Cette crainte est entretenue par les études épidémiologiques nord-américaines qui montrent un accroissement de la morbi-mortalité liée à l’usage des opioïdes. En effet, dans les années 2000 aux Etats-Unis, des campagnes de promotion pour l’utilisation des analgésiques opioïdes avaient entraîné une augmentation significative du nombre de prescriptions et de consommateurs chroniques d’opioïdes, générant en outre un accroissement des problématiques addictives. Par la suite, en raison d’un changement de politique de santé, la prescription des opioïdes a diminué notablement, avec pour conséquence le développement du marché clandestin de molécules opioïdes, dont le degré de pureté variable a conduit à une forte augmentation des décès par overdose.14 En Europe et en Suisse en particulier, il semble que le problème soit moins important qu’aux Etats-Unis, toutefois les données sont peu étayées. De plus, les quelques études européennes disponibles indiquent une réelle augmentation des cas de surdosage et/ou de décès liés aux opioïdes.15
Une autre crainte majeure des professionnels de santé est que la co-administration d’un TBS avec des doses élevées d’antalgiques opioïdes augmente le risque de dépression centrale et respiratoire. Ce risque est en effet bien décrit, mais il est en réalité plus théorique que réel pour deux raisons: d’une part, la douleur pourrait servir d’antagoniste naturel aux effets dépresseurs des opioïdes et, d’autre part, la tolérance aux effets dépresseurs respiratoires se développe plus rapidement chez les patients recevant des opioïdes que chez les patients naïfs. L’expérience clinique montre en effet que pour les patients oncologiques par exemple, chez lesquels de fortes doses d’opioïdes sont fréquemment nécessaires, la dépression respiratoire reste un phénomène rare.16,17 Une surveillance clinique rapprochée et une augmentation lente et progressive de la posologie d’opioïdes permettent dans la plupart des cas de prévenir un risque éventuel.
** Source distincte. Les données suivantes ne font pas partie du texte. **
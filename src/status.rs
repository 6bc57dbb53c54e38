// Artifact status display — shows when a source was last analyzed and how
// that run went.

use anyhow::Result;
use std::path::Path;

use crate::models::{AccountOutcome, SourceKind};
use crate::output::json::read_result;
use crate::output::terminal::colorize_status;

/// Display the status of the last run for `source`.
pub fn show(source: SourceKind, artifact_path: &Path) -> Result<()> {
    if !artifact_path.exists() {
        println!("Results: none for {source}");
        println!("\nRun `rivalscan run {source}` to analyze competitor content.");
        return Ok(());
    }

    let file_size = std::fs::metadata(artifact_path)
        .map(|m| format_bytes(m.len()))
        .unwrap_or_else(|_| "unknown".to_string());
    println!("Results: {} ({})", artifact_path.display(), file_size);

    let result = read_result(artifact_path)?;
    let stats = &result.stats;

    println!(
        "Last run: {} (window {} days from {})",
        result.reference_time.format("%Y-%m-%d %H:%M UTC"),
        result.window_days,
        result.window_start.format("%Y-%m-%d"),
    );
    println!("Status: {}", colorize_status(stats.status));
    println!(
        "Accounts: {} attempted, {} succeeded, {} failed, {} skipped",
        stats.accounts_attempted,
        stats.accounts_succeeded,
        stats.accounts_failed,
        stats.accounts_skipped
    );

    if !stats.failures_by_reason.is_empty() {
        println!("Failures:");
        for (reason, count) in &stats.failures_by_reason {
            println!("  {reason}: {count}");
        }
        for report in &stats.accounts {
            if let AccountOutcome::Failed { reason, message } = &report.outcome {
                println!("  @{} ({}): {}", report.account_id, reason, message);
            }
        }
    }

    println!(
        "Items: {} emitted from {} retained ({} considered)",
        stats.items_emitted, stats.items_retained, stats.items_considered
    );

    Ok(())
}

fn format_bytes(bytes: u64) -> String {
    if bytes < 1024 {
        format!("{} B", bytes)
    } else if bytes < 1024 * 1024 {
        format!("{:.1} KB", bytes as f64 / 1024.0)
    } else {
        format!("{:.1} MB", bytes as f64 / (1024.0 * 1024.0))
    }
}
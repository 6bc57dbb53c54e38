// Summarizer: attach summaries and topic keywords to podcast episodes.
//
// Failure never removes an episode. Whatever goes wrong (no transcript,
// text service down, summarization skipped) the episode stays in the
// result with its text marked unknown and a reason.

use std::sync::Arc;

use tracing::{debug, warn};

use crate::config::SummarizationMethod;
use crate::models::{ContentItem, TextContent};
use crate::sources::rate_limit::GuardedSource;
use crate::sources::traits::ItemRef;
use crate::text::topics::{TopicExtractor, MIN_TEXT_CHARS};
use crate::text::traits::{SummaryInput, TextService};

pub struct Summarizer {
    text_service: Option<Arc<dyn TextService>>,
    topics: Arc<dyn TopicExtractor>,
    method: SummarizationMethod,
}

impl Summarizer {
    pub fn new(
        text_service: Option<Arc<dyn TextService>>,
        topics: Arc<dyn TopicExtractor>,
        method: SummarizationMethod,
    ) -> Self {
        Self {
            text_service,
            topics,
            method,
        }
    }

    /// Summarize one episode, returning the enriched copy.
    pub async fn summarize(&self, source: &GuardedSource, item: ContentItem) -> ContentItem {
        if self.method == SummarizationMethod::Skip {
            return ContentItem {
                text_content: Some(TextContent::unknown("skipped")),
                ..item
            };
        }

        let transcript = match self.method {
            SummarizationMethod::PlatformTranscript => self.transcript(source, &item).await,
            _ => None,
        };

        let input = match &transcript {
            Some(text) => SummaryInput::Transcript(text.clone()),
            None => SummaryInput::Audio {
                url: item.url.clone(),
            },
        };

        let (text_content, summary) = match &self.text_service {
            None => (TextContent::unknown("no text service configured"), None),
            Some(service) => match service.summarize(&input).await {
                Ok(summary) => (
                    TextContent::Available {
                        summary: summary.clone(),
                    },
                    Some(summary),
                ),
                Err(err) => {
                    warn!(
                        episode = %item.source_id,
                        service = service.name(),
                        error = %err,
                        "Summary unavailable, keeping episode with unknown text"
                    );
                    (TextContent::unknown(err.to_string()), None)
                }
            },
        };

        let topics = transcript
            .as_deref()
            .or(summary.as_deref())
            .map(|text| self.topics.extract(text))
            .unwrap_or_default();

        ContentItem {
            text_content: Some(text_content),
            topics,
            ..item
        }
    }

    /// The platform transcript, if one exists and is long enough to be
    /// worth summarizing. Fetch errors count as "no transcript".
    async fn transcript(&self, source: &GuardedSource, item: &ContentItem) -> Option<String> {
        let item_ref = ItemRef::new(&item.account_id, &item.source_id);
        match source.fetch_transcript(&item_ref).await {
            Ok(Some(text)) if text.trim().chars().count() >= MIN_TEXT_CHARS => Some(text),
            Ok(_) => {
                debug!(episode = %item.source_id, "No usable transcript, using audio reference");
                None
            }
            Err(err) => {
                warn!(
                    episode = %item.source_id,
                    error = %err,
                    "Transcript fetch failed, using audio reference"
                );
                None
            }
        }
    }
}

/// Newest first. Stable, so equal timestamps keep their input order.
pub fn order_episodes(items: &mut [ContentItem]) {
    items.sort_by(|a, b| b.published_at.cmp(&a.published_at));
}

/// Keep the `max` newest episodes of one account.
pub fn cap_episodes(mut items: Vec<ContentItem>, max: usize) -> Vec<ContentItem> {
    order_episodes(&mut items);
    items.truncate(max);
    items
}
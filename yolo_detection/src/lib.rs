mod annotator;
mod app;
mod codec;
mod font;
mod labels;
mod model_handle;
mod ort_service;
mod routes;
mod server;
mod service;
mod telemetry;

pub mod config;
pub mod detector;

pub use annotator::Annotator;
pub use app::start_app;
pub use codec::{from_png_data_uri, to_png_data_uri};
pub use font::LabelFont;
pub use model_handle::ModelHandle;
pub use ort_service::OrtDetector;
pub use routes::ErrorBody;
pub use server::{create_app, HttpServer, SharedState};
pub use service::{
    Detection, DetectionError, DetectionResponse, DetectionService, HealthReport, ModelInfo,
    ServiceOptions, UploadedImage,
};
pub use telemetry::Metrics;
Enfin, nombre de professionnels de santé se demanderont si la plainte douloureuse peut être une tentative de manipulation du patient pour obtenir des opioïdes. Cette question place le professionnel de santé dans une position inconfortable et ambiguë, souvent d’autant plus marquée que ces patients peuvent avoir des réticences à évoquer leur parcours addictif. Il convient alors de se rappeler que ces patients sont plus fréquemment et plus intensément douloureux, qu’ils sont plus vulnérables et qu’une prise en charge insuffisante de leur douleur les expose à diverses conséquences négatives. De plus, une stratégie adaptée de repérage et d’évaluation de la douleur, ainsi qu’une bonne connaissance des signes de dépendance, d’intoxication aiguë et de sevrage aux diverses substances psychoactives, permettent de guider les professionnels.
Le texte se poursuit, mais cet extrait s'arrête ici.